A jubilant John Gosden was able to savour training his first Gold Cup winner after Stradivarius hit all the right notes to win an compelling stayer’s showpiece at Royal Ascot on Thursday.

Less than a length separated the first three home – Stradivarius battling tenaciously under Frankie Dettori to prevail by three quarters of a length from Vazirabad, the prolific French raider, with the game Torcedor just another neck further back in third..

Many had billed the iconic race as a duel between Order Of St George, the 2016 winner who was beaten a short head in last year’s renewal, and Stradivarius. The pair were sent off 7-4 joint-favourites but the former was in trouble half a mile from home and could only plug on for  fourth.

“It was an extraordinary race,” Gosden said. “Frankie said they didn’t go that quick, and his heels were definitely down early on, which meant the horse was taking him on.

“Frankie got himself out of a pocket, which was essential with the pacemaker coming back, and got himself in the perfect position.
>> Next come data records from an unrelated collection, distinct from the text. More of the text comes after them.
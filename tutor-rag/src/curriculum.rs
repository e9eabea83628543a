//! Curriculum taxonomy: grade, syllabus, subject, chapter and topic.

use std::fmt;
use std::str::FromStr;

use serde::{Deserialize, Serialize};
use serde_json::Value;

use crate::document::{Metadata, fields, metadata_text, metadata_u64};
use crate::error::{RagError, Result};

/// Lowest supported grade.
pub const MIN_GRADE: u8 = 5;
/// Highest supported grade.
pub const MAX_GRADE: u8 = 10;

const GRADE_WEIGHT: f32 = 0.30;
const SYLLABUS_WEIGHT: f32 = 0.20;
const SUBJECT_WEIGHT: f32 = 0.20;
const CHAPTER_WEIGHT: f32 = 0.15;
const TOPIC_WEIGHT: f32 = 0.15;

/// The examination board a textbook follows.
#[derive(Debug, Clone, Copy, PartialEq, Eq, Hash, Serialize, Deserialize)]
#[serde(rename_all = "lowercase")]
pub enum Syllabus {
    Cbse,
    State,
}

impl Syllabus {
    pub fn as_str(&self) -> &'static str {
        match self {
            Syllabus::Cbse => "cbse",
            Syllabus::State => "state",
        }
    }
}

impl fmt::Display for Syllabus {
    fn fmt(&self, f: &mut fmt::Formatter<'_>) -> fmt::Result {
        f.write_str(self.as_str())
    }
}

impl FromStr for Syllabus {
    type Err = RagError;

    fn from_str(s: &str) -> Result<Self> {
        match s.trim().to_ascii_lowercase().as_str() {
            "cbse" => Ok(Syllabus::Cbse),
            "state" => Ok(Syllabus::State),
            other => Err(RagError::CurriculumError(format!("unknown syllabus '{other}'"))),
        }
    }
}

/// Validate that a grade lies in the supported range.
pub fn validate_grade(grade: u8) -> Result<u8> {
    if (MIN_GRADE..=MAX_GRADE).contains(&grade) {
        Ok(grade)
    } else {
        Err(RagError::CurriculumError(format!(
            "grade {grade} is outside the supported range {MIN_GRADE}..={MAX_GRADE}"
        )))
    }
}

/// A position in the curriculum taxonomy.
///
/// Describes either a student (used as a retrieval filter and boost target)
/// or a chunk (read back from index metadata).
#[derive(Debug, Clone, PartialEq, Eq, Serialize, Deserialize)]
pub struct CurriculumInfo {
    #[serde(deserialize_with = "deserialize_grade")]
    grade: u8,
    syllabus: Syllabus,
    #[serde(default, skip_serializing_if = "Option::is_none")]
    subject: Option<String>,
    #[serde(default, skip_serializing_if = "Option::is_none")]
    chapter: Option<String>,
    #[serde(default, skip_serializing_if = "Option::is_none")]
    topic: Option<String>,
}

impl CurriculumInfo {
    /// Create a curriculum position.
    ///
    /// # Errors
    ///
    /// Returns [`RagError::CurriculumError`] if `grade` is outside `5..=10`.
    pub fn new(grade: u8, syllabus: Syllabus) -> Result<Self> {
        Ok(Self {
            grade: validate_grade(grade)?,
            syllabus,
            subject: None,
            chapter: None,
            topic: None,
        })
    }

    pub fn with_subject(mut self, subject: impl Into<String>) -> Self {
        self.subject = non_blank(subject.into());
        self
    }

    pub fn with_chapter(mut self, chapter: impl Into<String>) -> Self {
        self.chapter = non_blank(chapter.into());
        self
    }

    pub fn with_topic(mut self, topic: impl Into<String>) -> Self {
        self.topic = non_blank(topic.into());
        self
    }

    pub fn grade(&self) -> u8 {
        self.grade
    }

    pub fn syllabus(&self) -> Syllabus {
        self.syllabus
    }

    pub fn subject(&self) -> Option<&str> {
        self.subject.as_deref()
    }

    pub fn chapter(&self) -> Option<&str> {
        self.chapter.as_deref()
    }

    pub fn topic(&self) -> Option<&str> {
        self.topic.as_deref()
    }

    /// Exact match on all five fields. Text fields ignore case.
    pub fn matches(&self, other: &CurriculumInfo) -> bool {
        self.grade == other.grade
            && self.syllabus == other.syllabus
            && same_optional(self.subject(), other.subject())
            && same_optional(self.chapter(), other.chapter())
            && same_optional(self.topic(), other.topic())
    }

    /// Weighted overlap in `[0, 1]`.
    ///
    /// Grade and syllabus carry 0.30 and 0.20. Subject (0.20), chapter (0.15)
    /// and topic (0.15) only count when both sides set them to the same value.
    pub fn matches_partial(&self, other: &CurriculumInfo) -> f32 {
        let mut score = 0.0f32;
        if self.grade == other.grade {
            score += GRADE_WEIGHT;
        }
        if self.syllabus == other.syllabus {
            score += SYLLABUS_WEIGHT;
        }
        if both_equal(self.subject(), other.subject()) {
            score += SUBJECT_WEIGHT;
        }
        if both_equal(self.chapter(), other.chapter()) {
            score += CHAPTER_WEIGHT;
        }
        if both_equal(self.topic(), other.topic()) {
            score += TOPIC_WEIGHT;
        }
        f32::min(score, 1.0)
    }

    /// Read a curriculum position back from chunk metadata.
    ///
    /// Returns `None` when grade or syllabus is missing or invalid.
    pub fn from_metadata(metadata: &Metadata) -> Option<Self> {
        let grade = metadata_grade(metadata)?;
        let syllabus = metadata_syllabus(metadata)?;
        let mut info = Self::new(grade, syllabus).ok()?;
        info.subject = metadata_text(metadata, fields::SUBJECT).map(str::to_string);
        info.chapter = metadata_text(metadata, fields::CHAPTER).map(str::to_string);
        info.topic = metadata_text(metadata, fields::TOPIC).map(str::to_string);
        Some(info)
    }

    /// Write this position into metadata using the well-known keys.
    pub fn write_metadata(&self, metadata: &mut Metadata) {
        metadata.insert(fields::GRADE.to_string(), Value::from(self.grade));
        metadata.insert(fields::SYLLABUS.to_string(), Value::from(self.syllabus.as_str()));
        for (key, value) in [
            (fields::SUBJECT, &self.subject),
            (fields::CHAPTER, &self.chapter),
            (fields::TOPIC, &self.topic),
        ] {
            if let Some(value) = value {
                metadata.insert(key.to_string(), Value::String(value.clone()));
            }
        }
    }
}

fn deserialize_grade<'de, D>(deserializer: D) -> std::result::Result<u8, D::Error>
where
    D: serde::Deserializer<'de>,
{
    let grade = u8::deserialize(deserializer)?;
    validate_grade(grade).map_err(serde::de::Error::custom)
}

/// Read a grade from metadata, ignoring values outside the supported range.
pub fn metadata_grade(metadata: &Metadata) -> Option<u8> {
    metadata_u64(metadata, fields::GRADE)
        .and_then(|g| u8::try_from(g).ok())
        .and_then(|g| validate_grade(g).ok())
}

/// Read a syllabus from metadata, case-insensitively.
pub fn metadata_syllabus(metadata: &Metadata) -> Option<Syllabus> {
    metadata_text(metadata, fields::SYLLABUS).and_then(|s| s.parse().ok())
}

/// Case-insensitive equality for curriculum labels.
pub(crate) fn same_label(a: &str, b: &str) -> bool {
    a.trim().to_lowercase() == b.trim().to_lowercase()
}

fn same_optional(a: Option<&str>, b: Option<&str>) -> bool {
    match (a, b) {
        (None, None) => true,
        (Some(a), Some(b)) => same_label(a, b),
        _ => false,
    }
}

fn both_equal(a: Option<&str>, b: Option<&str>) -> bool {
    matches!((a, b), (Some(a), Some(b)) if same_label(a, b))
}

fn non_blank(value: String) -> Option<String> {
    let trimmed = value.trim();
    (!trimmed.is_empty()).then(|| trimmed.to_string())
}
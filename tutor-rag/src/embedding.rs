//! Embedding provider trait for generating vector embeddings from text.

use async_trait::async_trait;

use crate::error::{RagError, Result};

/// A provider that generates vector embeddings from text input.
///
/// Implementations wrap specific embedding backends behind a unified async
/// interface. Providers must be deterministic for a given model version: the
/// same text always yields the same vector. The default
/// [`embed_batch`](EmbeddingProvider::embed_batch) implementation calls
/// [`embed`](EmbeddingProvider::embed) sequentially; backends that support
/// native batching should override it.
///
/// # Example
///
/// ```rust,ignore
/// use tutor_rag::EmbeddingProvider;
///
/// let provider = MyEmbeddingProvider::new();
/// let embedding = provider.embed("What is photosynthesis?").await?;
/// assert_eq!(embedding.len(), provider.dimensions());
/// ```
#[async_trait]
pub trait EmbeddingProvider: Send + Sync {
    /// Generate an embedding vector for a single text input.
    async fn embed(&self, text: &str) -> Result<Vec<f32>>;

    /// Generate embedding vectors for a batch of text inputs.
    async fn embed_batch(&self, texts: &[&str]) -> Result<Vec<Vec<f32>>> {
        let mut results = Vec::with_capacity(texts.len());
        for text in texts {
            results.push(self.embed(text).await?);
        }
        Ok(results)
    }

    /// Return the dimensionality of embeddings produced by this provider.
    fn dimensions(&self) -> usize;
}

/// A dependency-free provider based on token feature hashing.
///
/// Each lower-cased alphanumeric token is hashed (FNV-1a) into one of
/// `dimensions` buckets with a hash-derived sign, and the result is
/// L2-normalised. Texts sharing vocabulary land close together, and identical
/// texts produce identical vectors. Useful for offline demos and tests; it has
/// no notion of meaning beyond word overlap.
#[derive(Debug, Clone)]
pub struct HashingEmbeddingProvider {
    dimensions: usize,
}

impl HashingEmbeddingProvider {
    /// Create a provider producing vectors of the given size.
    ///
    /// # Errors
    ///
    /// Returns [`RagError::EmbeddingError`] if `dimensions` is zero.
    pub fn new(dimensions: usize) -> Result<Self> {
        if dimensions == 0 {
            return Err(RagError::EmbeddingError {
                provider: "hashing".into(),
                message: "dimensions must be greater than zero".into(),
            });
        }
        Ok(Self { dimensions })
    }

    fn vectorize(&self, text: &str) -> Vec<f32> {
        let mut vector = vec![0.0f32; self.dimensions];
        let lowered = text.to_lowercase();
        for token in lowered.split(|c: char| !c.is_alphanumeric()).filter(|t| !t.is_empty()) {
            let hash = fnv1a(token.as_bytes());
            let bucket = (hash % self.dimensions as u64) as usize;
            let sign = if (hash >> 63) & 1 == 0 { 1.0 } else { -1.0 };
            vector[bucket] += sign;
        }

        let norm: f32 = vector.iter().map(|x| x * x).sum::<f32>().sqrt();
        if norm > 0.0 {
            vector.iter_mut().for_each(|x| *x /= norm);
        }
        vector
    }
}

impl Default for HashingEmbeddingProvider {
    fn default() -> Self {
        Self { dimensions: 256 }
    }
}

fn fnv1a(bytes: &[u8]) -> u64 {
    bytes
        .iter()
        .fold(0xcbf2_9ce4_8422_2325u64, |acc, b| {
            (acc ^ u64::from(*b)).wrapping_mul(0x0100_0000_01b3)
        })
}

#[async_trait]
impl EmbeddingProvider for HashingEmbeddingProvider {
    async fn embed(&self, text: &str) -> Result<Vec<f32>> {
        Ok(self.vectorize(text))
    }

    fn dimensions(&self) -> usize {
        self.dimensions
    }
}
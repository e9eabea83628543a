//! Curriculum-affinity re-ranking.
//!
//! [`CurriculumBooster`] adds a fixed bonus to a chunk's similarity for each
//! curriculum field its metadata shares with the student's position, then
//! re-sorts. Boosts are additive, so a chunk without curriculum metadata keeps
//! its raw similarity and is never pushed below it.

use std::cmp::Ordering;

use crate::config::BoostWeights;
use crate::curriculum::{CurriculumInfo, metadata_grade, metadata_syllabus, same_label};
use crate::document::Chunk;

/// Deterministic additive re-scorer keyed on curriculum agreement.
#[derive(Debug, Clone, Copy, Default)]
pub struct CurriculumBooster {
    weights: BoostWeights,
}

impl CurriculumBooster {
    pub fn new(weights: BoostWeights) -> Self {
        Self { weights }
    }

    /// Total boost earned by `chunk` against `target`.
    ///
    /// Subject, chapter and topic compare case-insensitively and only count
    /// when `target` sets them.
    pub fn boost_for(&self, chunk: &Chunk, target: &CurriculumInfo) -> f32 {
        let metadata = chunk.metadata();
        let mut boost = 0.0f32;
        if metadata_grade(metadata) == Some(target.grade()) {
            boost += self.weights.grade;
        }
        if metadata_syllabus(metadata) == Some(target.syllabus()) {
            boost += self.weights.syllabus;
        }
        if label_matches(chunk.subject(), target.subject()) {
            boost += self.weights.subject;
        }
        if label_matches(chunk.chapter(), target.chapter()) {
            boost += self.weights.chapter;
        }
        if label_matches(chunk.topic(), target.topic()) {
            boost += self.weights.topic;
        }
        boost.max(0.0)
    }

    /// Re-score every chunk as `min(similarity + boost, 1.0)` and sort
    /// descending. The sort is stable, so equal scores keep retrieval order.
    pub fn boost(&self, chunks: &[Chunk], target: &CurriculumInfo) -> Vec<Chunk> {
        let mut boosted: Vec<Chunk> = chunks
            .iter()
            .map(|chunk| {
                let similarity = (chunk.similarity() + self.boost_for(chunk, target)).min(1.0);
                chunk.with_similarity(similarity)
            })
            .collect();
        boosted.sort_by(|a, b| {
            b.similarity().partial_cmp(&a.similarity()).unwrap_or(Ordering::Equal)
        });
        boosted
    }
}

fn label_matches(chunk_value: Option<&str>, target_value: Option<&str>) -> bool {
    matches!((chunk_value, target_value), (Some(c), Some(t)) if same_label(c, t))
}
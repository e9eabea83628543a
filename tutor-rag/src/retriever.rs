//! Chunk retrieval: embed the question, query the index, convert distances.

use std::sync::Arc;
use std::time::Duration;

use tokio_util::sync::CancellationToken;
use tracing::{debug, error};

use crate::deadline::bounded;
use crate::document::Chunk;
use crate::embedding::EmbeddingProvider;
use crate::error::{RagError, Result};
use crate::filter::CurriculumFilter;
use crate::vectorstore::VectorIndex;

/// Turns a question into similarity-scored [`Chunk`]s.
///
/// Chunks come back in the index's native order (nearest first); the
/// retriever never re-sorts. An empty index or a filter that excludes
/// everything yields an empty list.
#[derive(Clone)]
pub struct ChunkRetriever {
    embedding_provider: Arc<dyn EmbeddingProvider>,
    index: Arc<dyn VectorIndex>,
    embedding_timeout: Duration,
    index_timeout: Duration,
}

impl ChunkRetriever {
    pub fn new(
        embedding_provider: Arc<dyn EmbeddingProvider>,
        index: Arc<dyn VectorIndex>,
        embedding_timeout: Duration,
        index_timeout: Duration,
    ) -> Self {
        Self { embedding_provider, index, embedding_timeout, index_timeout }
    }

    /// Retrieve up to `top_k` chunks for `question`.
    ///
    /// # Errors
    ///
    /// Returns [`RagError::RetrievalError`] if embedding or the index lookup
    /// fails or times out, and [`RagError::Cancelled`] if `cancel` fires.
    pub async fn retrieve(
        &self,
        question: &str,
        filter: Option<&CurriculumFilter>,
        top_k: usize,
        cancel: &CancellationToken,
    ) -> Result<Vec<Chunk>> {
        if top_k == 0 {
            return Ok(Vec::new());
        }

        let embedding = bounded(
            "query embedding",
            self.embedding_timeout,
            cancel,
            self.embedding_provider.embed(question),
        )
        .await
        .map_err(|e| {
            error!(error = %e, "embedding failed during retrieval");
            as_retrieval_error("query embedding failed", e)
        })?;

        let metadata_filter = filter.and_then(CurriculumFilter::compile);
        let hits = bounded(
            "vector index query",
            self.index_timeout,
            cancel,
            self.index.query(&embedding, top_k, metadata_filter.as_ref()),
        )
        .await
        .map_err(|e| {
            error!(error = %e, "vector index query failed");
            as_retrieval_error("vector index query failed", e)
        })?;

        debug!(
            hit_count = hits.len(),
            top_k,
            filtered = metadata_filter.is_some(),
            "retrieved chunks"
        );

        Ok(hits.into_iter().map(Chunk::from_match).collect())
    }
}

fn as_retrieval_error(context: &str, error: RagError) -> RagError {
    match error {
        RagError::Cancelled(_) => error,
        other => RagError::RetrievalError(format!("{context}: {other}")),
    }
}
But as usual, Mr (Christophe) Soumillon (on Vazirabad) was waiting like all good Frenchman to pounce late and frustrate us.

“What an exciting finish that was – and look at the line-up as they headed to the line. That’s a pretty smart front four.

“It was a fascinating tactical race, because if Frankie had gone too soon there was the danger that Vazirabad would nail him – if he had committed to kill off a rival at the furlong pole the French could have come along to collect the prize so he had to be careful of that.”

Stradivarius had not run over the stamina-testing trip of two and a half miles, but he ran to the line tenaciously.

Gosden said: “He did see it out and he was going away at the finish. He’s a proper little staying horse that we call Mighty Mouse because he’s not very big – he looks a bit like a mini Trigger with his four white feet, but he is a gorgeous horse.

“He will go back to Goodwood next – he won the race last year – and then try for the Lonsdale Stakes.”

Should he win both, then he will land his connections a £1 million bonus. “I’ve heard the bonus is well insured,” Gosden said.

Dettori said: “Stradivarius was a lion.  The Gold Cup is the highlight of the week and to win it again is amazing, especially as it’s my first one for John Gosden and team, who have been fabulous behind the scenes.”

Trainer Alain de Royer-Dupre was magnanimous in defeat following Vaziribad’s defeat. He said: “When Vazirabad got to the front, he stopped. He doesn’t like to be in front too long.

“He was touched two or three times by the winner and after that, he refused to give the maximum. He can have a long career as he only does the minimum. We might look at something like the Goodwood Cup.”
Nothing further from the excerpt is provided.